Output the data that follows, keeping every line identical.

*** Information given ***

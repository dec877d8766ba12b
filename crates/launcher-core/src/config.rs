//! Launcher Configuration
//!
//! User-tunable settings, stored as JSON by the frontend. Every field has a
//! default so a partial document is valid.

use std::str::FromStr;

use log::LevelFilter;
use serde::{Deserialize, Serialize};

use crate::error::{LaunchError, LaunchResult};
use crate::models::RunScript;
use crate::status::CorrelationPolicy;

/// Storage key the frontend reads the config document from
pub const CONFIG_STORAGE_KEY: &str = "project-launcher.config";

/// Default terminal buffer capacity in lines
pub const DEFAULT_MAX_LOG_LINES: usize = 5000;

#[derive(Debug, Clone, PartialEq, Serialize, Deserialize)]
#[serde(default)]
pub struct LauncherConfig {
    /// Console log level (`off`, `error`, `warn`, `info`, `debug`, `trace`)
    pub log_level: String,
    /// Script preselected in a fresh add-project draft
    pub default_script: RunScript,
    pub terminal: TerminalConfig,
    pub status: StatusConfig,
}

#[derive(Debug, Clone, PartialEq, Serialize, Deserialize)]
#[serde(default)]
pub struct TerminalConfig {
    /// Lines kept per terminal view before the oldest are evicted
    pub max_lines: usize,
}

#[derive(Debug, Clone, PartialEq, Default, Serialize, Deserialize)]
#[serde(default)]
pub struct StatusConfig {
    pub correlation: CorrelationPolicy,
}

impl Default for LauncherConfig {
    fn default() -> Self {
        Self {
            log_level: "info".to_string(),
            default_script: RunScript::Start,
            terminal: TerminalConfig::default(),
            status: StatusConfig::default(),
        }
    }
}

impl Default for TerminalConfig {
    fn default() -> Self {
        Self {
            max_lines: DEFAULT_MAX_LOG_LINES,
        }
    }
}

impl LauncherConfig {
    /// Parse and validate a JSON config document
    pub fn from_json(raw: &str) -> LaunchResult<Self> {
        let config: LauncherConfig =
            serde_json::from_str(raw).map_err(|e| LaunchError::Config(e.to_string()))?;
        config.validate()?;
        Ok(config)
    }

    pub fn validate(&self) -> LaunchResult<()> {
        if self.terminal.max_lines == 0 {
            return Err(LaunchError::Config("terminal.max_lines must be at least 1".to_string()));
        }
        LevelFilter::from_str(&self.log_level)
            .map_err(|_| LaunchError::Config(format!("unknown log level '{}'", self.log_level)))?;
        Ok(())
    }

    /// Log level filter, `Info` if the configured name is not recognised
    pub fn level_filter(&self) -> LevelFilter {
        LevelFilter::from_str(&self.log_level).unwrap_or(LevelFilter::Info)
    }
}

#[cfg(test)]
mod tests {
    use super::*;

    #[test]
    fn test_empty_document_uses_defaults() {
        let config = LauncherConfig::from_json("{}").unwrap();
        assert_eq!(config, LauncherConfig::default());
        assert_eq!(config.terminal.max_lines, DEFAULT_MAX_LOG_LINES);
        assert_eq!(config.status.correlation, CorrelationPolicy::Strict);
        assert_eq!(config.level_filter(), LevelFilter::Info);
    }

    #[test]
    fn test_partial_document() {
        let raw = r#"{ "default_script": "dev", "status": { "correlation": "first_match" } }"#;
        let config = LauncherConfig::from_json(raw).unwrap();
        assert_eq!(config.default_script, RunScript::Dev);
        assert_eq!(config.status.correlation, CorrelationPolicy::FirstMatch);
        assert_eq!(config.terminal.max_lines, DEFAULT_MAX_LOG_LINES);
    }

    #[test]
    fn test_invalid_values_rejected() {
        let zero = r#"{ "terminal": { "max_lines": 0 } }"#;
        assert!(matches!(LauncherConfig::from_json(zero), Err(LaunchError::Config(_))));

        let level = r#"{ "log_level": "loud" }"#;
        assert!(matches!(LauncherConfig::from_json(level), Err(LaunchError::Config(_))));

        assert!(LauncherConfig::from_json("not json").is_err());
    }

    #[test]
    fn test_level_names_case_insensitive() {
        let config = LauncherConfig::from_json(r#"{ "log_level": "DEBUG" }"#).unwrap();
        assert_eq!(config.level_filter(), LevelFilter::Debug);
    }
}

*** End of Information given ***

# Answer for this exercise
repository dec877d8766ba12b
filename crates/launcher-core/src/config.rs
//! Launcher Configuration
//!
//! User-tunable settings, stored as JSON by the frontend. Every field has a
//! default so a partial document is valid.

use std::str::FromStr;

use log::LevelFilter;
use serde::{Deserialize, Serialize};

use crate::error::{LaunchError, LaunchResult};
use crate::models::RunScript;
use crate::status::CorrelationPolicy;

/// Storage key the frontend reads the config document from
pub const CONFIG_STORAGE_KEY: &str = "project-launcher.config";

/// Default terminal buffer capacity in lines
pub const DEFAULT_MAX_LOG_LINES: usize = 5000;

#[derive(Debug, Clone, PartialEq, Serialize, Deserialize)]
#[serde(default)]
pub struct LauncherConfig {
    /// Console log level (`off`, `error`, `warn`, `info`, `debug`, `trace`)
    pub log_level: String,
    /// Script preselected in a fresh add-project draft
    pub default_script: RunScript,
    pub terminal: TerminalConfig,
    pub status: StatusConfig,
}

#[derive(Debug, Clone, PartialEq, Serialize, Deserialize)]
#[serde(default)]
pub struct TerminalConfig {
    /// Lines kept per terminal view before the oldest are evicted
    pub max_lines: usize,
}

#[derive(Debug, Clone, PartialEq, Default, Serialize, Deserialize)]
#[serde(default)]
pub struct StatusConfig {
    pub correlation: CorrelationPolicy,
}

impl Default for LauncherConfig {
    fn default() -> Self {
        Self {
            log_level: "info".to_string(),
            default_script: RunScript::Start,
            terminal: TerminalConfig::default(),
            status: StatusConfig::default(),
        }
    }
}

impl Default for TerminalConfig {
    fn default() -> Self {
        Self {
            max_lines: DEFAULT_MAX_LOG_LINES,
        }
    }
}

impl LauncherConfig {
    /// Parse and validate a JSON config document
    pub fn from_json(raw: &str) -> LaunchResult<Self> {
        let config: LauncherConfig =
            serde_json::from_str(raw).map_err(|e| LaunchError::Config(e.to_string()))?;
        config.validate()?;
        Ok(config)
    }

    pub fn validate(&self) -> LaunchResult<()> {
        if self.terminal.max_lines == 0 {
            return Err(LaunchError::Config("terminal.max_lines must be at least 1".to_string()));
        }
        LevelFilter::from_str(&self.log_level)
            .map_err(|_| LaunchError::Config(format!("unknown log level '{}'", self.log_level)))?;
        Ok(())
    }

    /// Log level filter, `Info` if the configured name is not recognised
    pub fn level_filter(&self) -> LevelFilter {
        LevelFilter::from_str(&self.log_level).unwrap_or(LevelFilter::Info)
    }
}

#[cfg(test)]
mod tests {
    use super::*;

    #[test]
    fn test_empty_document_uses_defaults() {
        let config = LauncherConfig::from_json("{}").unwrap();
        assert_eq!(config, LauncherConfig::default());
        assert_eq!(config.terminal.max_lines, DEFAULT_MAX_LOG_LINES);
        assert_eq!(config.status.correlation, CorrelationPolicy::Strict);
        assert_eq!(config.level_filter(), LevelFilter::Info);
    }

    #[test]
    fn test_partial_document() {
        let raw = r#"{ "default_script": "dev", "status": { "correlation": "first_match" } }"#;
        let config = LauncherConfig::from_json(raw).unwrap();
        assert_eq!(config.default_script, RunScript::Dev);
        assert_eq!(config.status.correlation, CorrelationPolicy::FirstMatch);
        assert_eq!(config.terminal.max_lines, DEFAULT_MAX_LOG_LINES);
    }

    #[test]
    fn test_invalid_values_rejected() {
        let zero = r#"{ "terminal": { "max_lines": 0 } }"#;
        assert!(matches!(LauncherConfig::from_json(zero), Err(LaunchError::Config(_))));

        let level = r#"{ "log_level": "loud" }"#;
        assert!(matches!(LauncherConfig::from_json(level), Err(LaunchError::Config(_))));

        assert!(LauncherConfig::from_json("not json").is_err());
    }

    #[test]
    fn test_level_names_case_insensitive() {
        let config = LauncherConfig::from_json(r#"{ "log_level": "DEBUG" }"#).unwrap();
        assert_eq!(config.level_filter(), LevelFilter::Debug);
    }
}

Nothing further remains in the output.